**What to produce**
Go through each line of the records below and count those with the word "InboundMessage"; give only the total.

**** Information shown

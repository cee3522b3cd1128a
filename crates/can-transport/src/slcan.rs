use crate::{BusInfo, CanBus, CanDriver, CanFrame, CanId, Result, TransportError};
use serialport::{SerialPort, SerialPortType};
use std::io::{ErrorKind, Read, Write};
use std::time::Duration;
use tracing::debug;

/// Discovery of SLCAN adapters (USB serial dongles speaking the Lawicel text protocol).
#[derive(Clone, Debug, Default)]
pub struct SlcanDriver;

impl CanDriver for SlcanDriver {
    fn name(&self) -> &str {
        "slcan"
    }

    fn scan(&self) -> Result<Vec<BusInfo>> {
        let ports = serialport::available_ports().map_err(|e| TransportError::Io(e.to_string()))?;
        Ok(ports
            .into_iter()
            .filter(|p| matches!(p.port_type, SerialPortType::UsbPort(_)))
            .map(|p| BusInfo {
                name: p.port_name,
                driver: "slcan-serial".to_string(),
            })
            .collect())
    }

    fn open(&self, info: &BusInfo) -> Result<Box<dyn CanBus>> {
        Ok(Box::new(SlcanBus::open(&info.name)?))
    }
}

/// SLCAN text protocol over serial
pub struct SlcanBus {
    port_path: String,
    port: Box<dyn SerialPort>,
    acc: Vec<u8>,
    open: bool,
}

impl SlcanBus {
    /// Open the serial port and close the channel so it can be configured.
    pub fn open(path: &str) -> Result<Self> {
        let mut port = serialport::new(path, 115200)
            .timeout(Duration::from_millis(200))
            .open()
            .map_err(|e| TransportError::Io(e.to_string()))?;
        // A previous session may have left the channel open
        let _ = Self::write_cmd(&mut *port, b"C\r");
        Ok(SlcanBus {
            port_path: path.to_string(),
            port,
            acc: Vec::with_capacity(64),
            open: false,
        })
    }

    fn encode_frame(frame: &CanFrame) -> Result<Vec<u8>> {
        let mut out = Vec::with_capacity(32);
        if frame.len > 8 {
            return Err(TransportError::InvalidFrame("dlc > 8"));
        }
        let kind = match (frame.id.is_extended(), frame.rtr) {
            (true, false) => b'T',
            (true, true) => b'R',
            (false, false) => b't',
            (false, true) => b'r',
        };
        out.push(kind);
        if frame.id.is_extended() {
            out.extend_from_slice(format!("{:08X}", frame.id.raw()).as_bytes());
        } else {
            out.extend_from_slice(format!("{:03X}", frame.id.raw()).as_bytes());
        }
        out.push(b'0' + frame.len);
        if !frame.rtr {
            for b in frame.payload() {
                out.extend_from_slice(format!("{b:02X}").as_bytes());
            }
        }
        out.push(b'\r');
        Ok(out)
    }

    fn parse_frame(line: &[u8]) -> Result<CanFrame> {
        let (&kind, rest) = line
            .split_first()
            .ok_or(TransportError::InvalidFrame("empty"))?;
        let (id_len, extended, rtr) = match kind {
            b't' => (3, false, false),
            b'r' => (3, false, true),
            b'T' => (8, true, false),
            b'R' => (8, true, true),
            _ => return Err(TransportError::InvalidFrame("unknown header")),
        };
        if rest.len() < id_len + 1 {
            return Err(TransportError::InvalidFrame("short header"));
        }
        let raw = u32::from_str_radix(Self::ascii(&rest[..id_len])?, 16)
            .map_err(|_| TransportError::InvalidFrame("id"))?;
        let id = if extended {
            CanId::extended(raw)
        } else {
            u16::try_from(raw).ok().and_then(CanId::standard)
        }
        .ok_or(TransportError::InvalidFrame("id range"))?;
        let dlc = rest[id_len].wrapping_sub(b'0');
        if dlc > 8 {
            return Err(TransportError::InvalidFrame("dlc > 8"));
        }
        let mut data = [0u8; 8];
        if !rtr {
            let hex = &rest[id_len + 1..];
            if hex.len() < usize::from(dlc) * 2 {
                return Err(TransportError::InvalidFrame("short data"));
            }
            for (i, slot) in data.iter_mut().take(usize::from(dlc)).enumerate() {
                *slot = u8::from_str_radix(Self::ascii(&hex[i * 2..i * 2 + 2])?, 16)
                    .map_err(|_| TransportError::InvalidFrame("byte"))?;
            }
        }
        Ok(CanFrame {
            id,
            len: dlc,
            data,
            rtr,
            timestamp: None,
        }
        .stamped_now())
    }

    fn ascii(bytes: &[u8]) -> Result<&str> {
        std::str::from_utf8(bytes).map_err(|_| TransportError::InvalidFrame("utf8"))
    }

    fn write_cmd(port: &mut dyn SerialPort, cmd: &[u8]) -> Result<()> {
        port.write_all(cmd)
            .map_err(|e| TransportError::Io(e.to_string()))?;
        Ok(())
    }
}

impl CanBus for SlcanBus {
    fn set_bitrate(&mut self, bitrate: u32) -> Result<()> {
        let code = SlcanBitrate::from_bps(bitrate)
            .ok_or(TransportError::BitrateRejected(bitrate))?
            .code();
        Self::write_cmd(&mut *self.port, &[b'S', code, b'\r'])
    }

    fn start(&mut self) -> Result<()> {
        Self::write_cmd(&mut *self.port, b"O\r")?;
        self.open = true;
        debug!(port = %self.port_path, "slcan channel open");
        Ok(())
    }

    fn recv(&mut self, timeout_ms: Option<u64>) -> Result<CanFrame> {
        if !self.open {
            return Err(TransportError::NotStarted);
        }
        if let Some(ms) = timeout_ms {
            self.port.set_timeout(Duration::from_millis(ms)).ok();
        }
        let line = read_frame_line(&mut self.acc, &mut self.port)?;
        Self::parse_frame(&line)
    }

    fn send(&mut self, frame: &CanFrame) -> Result<()> {
        if !self.open {
            return Err(TransportError::NotStarted);
        }
        let line = Self::encode_frame(frame)?;
        self.port
            .write_all(&line)
            .map_err(|e| TransportError::Io(e.to_string()))?;
        Ok(())
    }

    fn stop(&mut self) -> Result<()> {
        if !self.open {
            return Ok(());
        }
        self.open = false;
        self.acc.clear();
        Self::write_cmd(&mut *self.port, b"C\r")
    }
}

/// Supported SLCAN bitrates (mapped to Sx codes)
#[derive(Copy, Clone, Debug, Eq, PartialEq)]
pub enum SlcanBitrate {
    B10k,  // S0
    B20k,  // S1
    B50k,  // S2
    B100k, // S3
    B125k, // S4
    B250k, // S5
    B500k, // S6
    B800k, // S7
    B1M,   // S8
}

impl SlcanBitrate {
    pub fn from_bps(bps: u32) -> Option<Self> {
        Some(match bps {
            10_000 => SlcanBitrate::B10k,
            20_000 => SlcanBitrate::B20k,
            50_000 => SlcanBitrate::B50k,
            100_000 => SlcanBitrate::B100k,
            125_000 => SlcanBitrate::B125k,
            250_000 => SlcanBitrate::B250k,
            500_000 => SlcanBitrate::B500k,
            800_000 => SlcanBitrate::B800k,
            1_000_000 => SlcanBitrate::B1M,
            _ => return None,
        })
    }

    pub fn code(self) -> u8 {
        match self {
            SlcanBitrate::B10k => b'0',
            SlcanBitrate::B20k => b'1',
            SlcanBitrate::B50k => b'2',
            SlcanBitrate::B100k => b'3',
            SlcanBitrate::B125k => b'4',
            SlcanBitrate::B250k => b'5',
            SlcanBitrate::B500k => b'6',
            SlcanBitrate::B800k => b'7',
            SlcanBitrate::B1M => b'8',
        }
    }
}

/// Next frame line from the adapter, without its CR. Partial lines stay buffered in `acc`
/// across calls.
fn read_frame_line<R: Read + ?Sized>(acc: &mut Vec<u8>, port: &mut R) -> Result<Vec<u8>> {
    let mut buf = [0u8; 128];
    loop {
        if let Some(pos) = acc.iter().position(|&b| b == b'\r') {
            let mut line: Vec<u8> = acc.drain(..=pos).collect();
            line.pop();
            // Bare CR acknowledges a command; BEL reports a failed one
            if line.is_empty() || line == [0x07] {
                continue;
            }
            return Ok(line);
        }
        match port.read(&mut buf) {
            Ok(n) if n > 0 => acc.extend_from_slice(&buf[..n]),
            // A zero-length read means nothing arrived in time
            Ok(_) => return Err(TransportError::Timeout),
            Err(e) if e.kind() == ErrorKind::TimedOut => return Err(TransportError::Timeout),
            Err(e) => return Err(TransportError::Io(e.to_string())),
        }
    }
}

#[cfg(test)]
mod tests {
    use super::*;

    #[test]
    fn test_bitrate_codes() {
        assert_eq!(SlcanBitrate::from_bps(250_000).map(|b| b.code()), Some(b'5'));
        assert_eq!(SlcanBitrate::from_bps(1_000_000).map(|b| b.code()), Some(b'8'));
        assert!(SlcanBitrate::from_bps(333_333).is_none());
    }

    #[test]
    fn test_encode_extended_frame() {
        let id = CanId::extended(0x18FF50E5).unwrap();
        let frame = CanFrame::new(id, &[0xDE, 0xAD]).unwrap();
        let line = SlcanBus::encode_frame(&frame).unwrap();
        assert_eq!(line, b"T18FF50E52DEAD\r");
    }

    #[test]
    fn test_encode_remote_frame_has_no_data() {
        let id = CanId::standard(0x123).unwrap();
        let frame = CanFrame::remote(id, &[0, 0]).unwrap();
        assert_eq!(SlcanBus::encode_frame(&frame).unwrap(), b"r1232\r");
    }

    #[test]
    fn test_parse_standard_frame() {
        let frame = SlcanBus::parse_frame(b"t1233DEADBE").unwrap();
        assert_eq!(frame.id, CanId::standard(0x123).unwrap());
        assert_eq!(frame.payload(), &[0xDE, 0xAD, 0xBE]);
        assert!(!frame.rtr);
    }

    #[test]
    fn test_parse_rejects_garbage() {
        assert!(SlcanBus::parse_frame(b"x123").is_err());
        assert!(SlcanBus::parse_frame(b"t1239").is_err());
        assert!(SlcanBus::parse_frame(b"t1232AB").is_err());
        assert!(SlcanBus::parse_frame(b"t8001AB").is_err());
    }

    #[test]
    fn test_read_line_skips_acks_and_keeps_partial_lines() {
        let mut acc = Vec::new();
        let mut port: &[u8] = b"\r\x07\rt1232AB\rt45";
        assert_eq!(read_frame_line(&mut acc, &mut port).unwrap(), b"t1232AB");
        // The partial tail stays buffered; the drained port reads zero bytes
        assert!(read_frame_line(&mut acc, &mut port).unwrap_err().is_timeout());
        assert_eq!(acc, b"t45");
    }

    #[test]
    fn test_read_line_times_out_on_empty_read() {
        let mut acc = Vec::new();
        let mut port = std::io::empty();
        assert!(read_frame_line(&mut acc, &mut port).unwrap_err().is_timeout());
    }
}
//! Scriptable in-process broker for tests and offline runs.

use crate::broker::{
    BrokerClient, BrokerConnector, BrokerEvent, BrokerEvents, BrokerLink, BrokerOptions,
    InboundMessage,
};
use crate::error::BrokerError;
use async_trait::async_trait;
use parking_lot::Mutex;
use std::sync::Arc;
use tokio::sync::mpsc;

type EventTx = mpsc::UnboundedSender<Result<BrokerEvent, BrokerError>>;

/// Clones share state: keep one to script failures and inspect traffic.
#[derive(Clone, Default)]
pub struct MockBroker {
    state: Arc<Mutex<MockBrokerState>>,
}

#[derive(Default)]
struct MockBrokerState {
    failing_connects: usize,
    attempts: usize,
    subscriptions: Vec<String>,
    published: Vec<(String, Vec<u8>)>,
    publish_error: Option<String>,
    disconnects: usize,
    events: Option<EventTx>,
}

impl MockBroker {
    pub fn new() -> Self {
        Self::default()
    }

    /// Refuse the next `n` connection attempts.
    pub fn fail_connects(&self, n: usize) {
        self.state.lock().failing_connects = n;
    }

    /// Make publishes fail until cleared with `None`.
    pub fn fail_publishes(&self, reason: Option<&str>) {
        self.state.lock().publish_error = reason.map(str::to_string);
    }

    /// Push a message to the live connection. Returns `false` when nobody is connected.
    pub fn deliver(&self, topic: &str, payload: impl Into<Vec<u8>>) -> bool {
        let msg = InboundMessage {
            topic: topic.to_string(),
            payload: payload.into(),
        };
        match &self.state.lock().events {
            Some(tx) => tx.send(Ok(BrokerEvent::Message(msg))).is_ok(),
            None => false,
        }
    }

    /// Sever the live connection as a transport failure would.
    pub fn drop_connection(&self, reason: &str) {
        if let Some(tx) = self.state.lock().events.take() {
            let _ = tx.send(Err(BrokerError::ConnectionLost(reason.to_string())));
        }
    }

    pub fn connect_attempts(&self) -> usize {
        self.state.lock().attempts
    }

    pub fn subscriptions(&self) -> Vec<String> {
        self.state.lock().subscriptions.clone()
    }

    pub fn published(&self) -> Vec<(String, Vec<u8>)> {
        self.state.lock().published.clone()
    }

    pub fn disconnects(&self) -> usize {
        self.state.lock().disconnects
    }

    pub fn is_connected(&self) -> bool {
        self.state.lock().events.is_some()
    }
}

#[async_trait]
impl BrokerConnector for MockBroker {
    async fn connect(&self, options: &BrokerOptions) -> Result<BrokerLink, BrokerError> {
        let mut state = self.state.lock();
        state.attempts += 1;
        if state.failing_connects > 0 {
            state.failing_connects -= 1;
            return Err(BrokerError::Connect(format!(
                "{}:{} refused the connection",
                options.host, options.port
            )));
        }
        let (tx, rx) = mpsc::unbounded_channel();
        state.events = Some(tx);
        Ok(BrokerLink {
            client: Arc::new(MockClient {
                state: Arc::clone(&self.state),
            }),
            events: Box::new(MockEvents { rx }),
        })
    }
}

struct MockClient {
    state: Arc<Mutex<MockBrokerState>>,
}

impl BrokerClient for MockClient {
    fn subscribe(&self, topic: &str) -> Result<(), BrokerError> {
        self.state.lock().subscriptions.push(topic.to_string());
        Ok(())
    }

    fn publish(&self, topic: &str, payload: Vec<u8>) -> Result<(), BrokerError> {
        let mut state = self.state.lock();
        if let Some(reason) = &state.publish_error {
            return Err(BrokerError::Publish(reason.clone()));
        }
        state.published.push((topic.to_string(), payload));
        Ok(())
    }

    fn disconnect(&self) -> Result<(), BrokerError> {
        let mut state = self.state.lock();
        state.disconnects += 1;
        // Dropping the sender ends the event stream
        state.events = None;
        Ok(())
    }
}

struct MockEvents {
    rx: mpsc::UnboundedReceiver<Result<BrokerEvent, BrokerError>>,
}

#[async_trait]
impl BrokerEvents for MockEvents {
    async fn poll(&mut self) -> Result<BrokerEvent, BrokerError> {
        match self.rx.recv().await {
            Some(event) => event,
            None => Err(BrokerError::ConnectionLost("connection closed".to_string())),
        }
    }
}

********

**Answer for this exercise**
2